*** Block opens ***

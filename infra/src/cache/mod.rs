//! Cache module for Redis-backed revocation
//!
//! Revoked tokens are kept as keys whose TTL follows the token's own expiry,
//! so Redis evicts them without a cleanup task.

pub mod redis_client;
pub mod revocation_store;


pub use redis_client::connect_with_retry;
pub use revocation_store::RedisRevocationStore;
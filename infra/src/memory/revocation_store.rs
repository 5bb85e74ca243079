use async_trait::async_trait;
use chrono::{DateTime, Utc};
use std::collections::HashMap;
use tokio::sync::RwLock;

use sg_core::domain::entities::revocation::RevocationEntry;
use sg_core::errors::DomainError;
use sg_core::repositories::RevocationStore;

use crate::token_hash::hash_token;

/// In-memory RevocationStore keyed by token digest
///
/// Stored entries carry the digest in place of the token.
#[derive(Default)]
pub struct InMemoryRevocationStore {
    entries: RwLock<HashMap<String, RevocationEntry>>,
}

impl InMemoryRevocationStore {
    pub fn new() -> Self {
        Self::default()
    }

    pub async fn len(&self) -> usize {
        self.entries.read().await.len()
    }

    pub async fn is_empty(&self) -> bool {
        self.entries.read().await.is_empty()
    }

    #[cfg(test)]
    pub(crate) async fn stored_entries(&self) -> Vec<RevocationEntry> {
        self.entries.read().await.values().cloned().collect()
    }
}

#[async_trait]
impl RevocationStore for InMemoryRevocationStore {
    async fn contains(&self, token: &str) -> Result<bool, DomainError> {
        Ok(self.entries.read().await.contains_key(&hash_token(token)))
    }

    async fn add(&self, entry: RevocationEntry) -> Result<(), DomainError> {
        let digest = hash_token(&entry.token);
        let entry = RevocationEntry {
            token: digest.clone(),
            ..entry
        };

        // First revocation wins
        self.entries.write().await.entry(digest).or_insert(entry);
        Ok(())
    }

    async fn purge_expired(&self, cutoff: DateTime<Utc>) -> Result<usize, DomainError> {
        let mut entries = self.entries.write().await;
        let before = entries.len();
        entries.retain(|_, entry| !entry.is_purgeable(cutoff));
        Ok(before - entries.len())
    }
}
//! Revocation store trait: the append-only list of tokens that must be refused.

use async_trait::async_trait;
use chrono::{DateTime, Utc};

use crate::domain::entities::revocation::RevocationEntry;
use crate::errors::DomainError;

/// Storage contract for revoked tokens
///
/// Lookups are keyed by the raw token string. Implementations must give
/// read-your-writes per token and treat a repeated `add` of the same token
/// as success.
#[async_trait]
pub trait RevocationStore: Send + Sync {
    /// Whether `token` has been revoked
    ///
    /// # Returns
    /// * `Ok(true)` - Token is on the list
    /// * `Ok(false)` - Token is not on the list
    /// * `Err(DomainError)` - The backend could not answer
    async fn contains(&self, token: &str) -> Result<bool, DomainError>;

    /// Append an entry
    ///
    /// Inserting a token that is already present is not an error.
    async fn add(&self, entry: RevocationEntry) -> Result<(), DomainError>;

    /// Delete entries whose token expired before `cutoff`
    ///
    /// Entries without a known expiry are kept.
    ///
    /// # Returns
    /// * `Ok(usize)` - Number of entries deleted
    async fn purge_expired(&self, cutoff: DateTime<Utc>) -> Result<usize, DomainError>;
}
pub mod auth;
pub mod health;
pub mod users;
use actix_web::{http::StatusCode, web, HttpResponse};

use sg_core::{RevocationStore, UserDirectory};

use crate::app::AppState;
use crate::dto::UsersResponse;
use crate::handlers::{envelope, handle_domain_error};
use crate::middleware::Authenticated;

/// Handler for GET /api/v1/users
///
/// Profiles of every account except the caller's.
pub async fn list_users<R, U>(state: web::Data<AppState<R, U>>, auth: Authenticated) -> HttpResponse
where
    R: RevocationStore + ?Sized + 'static,
    U: UserDirectory + ?Sized + 'static,
{
    match state.users.list_others(&auth.user).await {
        Ok(users) => {
            let users = users.iter().map(|u| u.profile()).collect();
            envelope(
                StatusCode::OK,
                "retrieved users successfully",
                Some(UsersResponse { users }),
            )
        }
        Err(error) => handle_domain_error(&error),
    }
}
//! Business services containing domain logic and use cases.

pub mod auth;
pub mod gate;
pub mod revocation;
pub mod token;
pub mod user;

// Re-export commonly used types
pub use auth::{PasswordHasher, SessionService};
pub use gate::{AuthorizationGate, GateRejection, GateRequest};
pub use revocation::RevocationList;
pub use token::{CleanupResult, RevocationCleanupService, TokenCodec};
pub use user::UserService;
use sha2::{Digest, Sha256};

/// SHA-256 hex digest of a raw token
///
/// Persistent stores key revocation entries by this digest; raw bearer
/// tokens are never written to a database or cache.
pub fn hash_token(token: &str) -> String {
    let mut hasher = Sha256::new();
    hasher.update(token.as_bytes());
    format!("{:x}", hasher.finalize())
}

#[cfg(test)]
mod tests {
    use super::*;

    #[test]
    fn test_hash_token_is_stable_hex() {
        let digest = hash_token("abc");
        assert_eq!(
            digest,
            "ba7816bf8f01cfea414140de5dae2223b00361a396177a9cb410ff61f20015ad"
        );
        assert_ne!(hash_token("abd"), digest);
    }
}
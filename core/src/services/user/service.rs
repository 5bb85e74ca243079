use std::sync::Arc;

use tracing::info;

use crate::domain::entities::user::{ProfileUpdate, User};
use crate::errors::{AuthError, DomainError, DomainResult};
use crate::repositories::UserDirectory;

pub struct UserService<U: UserDirectory + ?Sized> {
    users: Arc<U>,
}

impl<U: UserDirectory + ?Sized> UserService<U> {
    pub fn new(users: Arc<U>) -> Self {
        Self { users }
    }

    /// Apply a profile edit to the caller's own account
    ///
    /// The new phone number must not belong to another account.
    pub async fn update_profile(&self, current: &User, update: ProfileUpdate) -> DomainResult<User> {
        if let Some(owner) = self.users.find_by_phone(&update.phone).await? {
            if owner.id != current.id {
                return Err(AuthError::AlreadyInUse {
                    field: "phone".to_string(),
                }
                .into());
            }
        }

        let mut user = current.clone();
        user.apply_update(update);
        let user = self.users.update(user).await?;

        info!(user_id = %user.id, "profile updated");
        Ok(user)
    }

    /// Every account other than the caller's
    pub async fn list_others(&self, current: &User) -> DomainResult<Vec<User>> {
        self.users.find_all_except(&current.email).await
    }

    /// Look up an active account by username
    pub async fn find_by_username(&self, username: &str) -> DomainResult<User> {
        let user = self
            .users
            .find_by_username(username)
            .await?
            .ok_or_else(|| DomainError::NotFound {
                resource: "user".to_string(),
            })?;

        if !user.is_active() {
            return Err(AuthError::UserInactive.into());
        }
        Ok(user)
    }
}
//! Type definitions shared by the HTTP layer
//!
//! - `response` - the JSON envelope and health check payloads

pub mod response;

pub use response::{ApiResponse, HealthResponse, HealthStatus};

*** Block closes ***

[WHAT THE TASK ASKS]
Take the entries above and return only the lines from the one with "use crate::domain::entities::revocation::RevocationEntry;" to the one with "Delete entries whose", both included, unchanged.

[EXERCISE RESULT]
use crate::domain::entities::revocation::RevocationEntry;
use crate::errors::DomainError;

/// Storage contract for revoked tokens
///
/// Lookups are keyed by the raw token string. Implementations must give
/// read-your-writes per token and treat a repeated `add` of the same token
/// as success.
#[async_trait]
pub trait RevocationStore: Send + Sync {
    /// Whether `token` has been revoked
    ///
    /// # Returns
    /// * `Ok(true)` - Token is on the list
    /// * `Ok(false)` - Token is not on the list
    /// * `Err(DomainError)` - The backend could not answer
    async fn contains(&self, token: &str) -> Result<bool, DomainError>;

    /// Append an entry
    ///
    /// Inserting a token that is already present is not an error.
    async fn add(&self, entry: RevocationEntry) -> Result<(), DomainError>;

    /// Delete entries whose token expired before `cutoff`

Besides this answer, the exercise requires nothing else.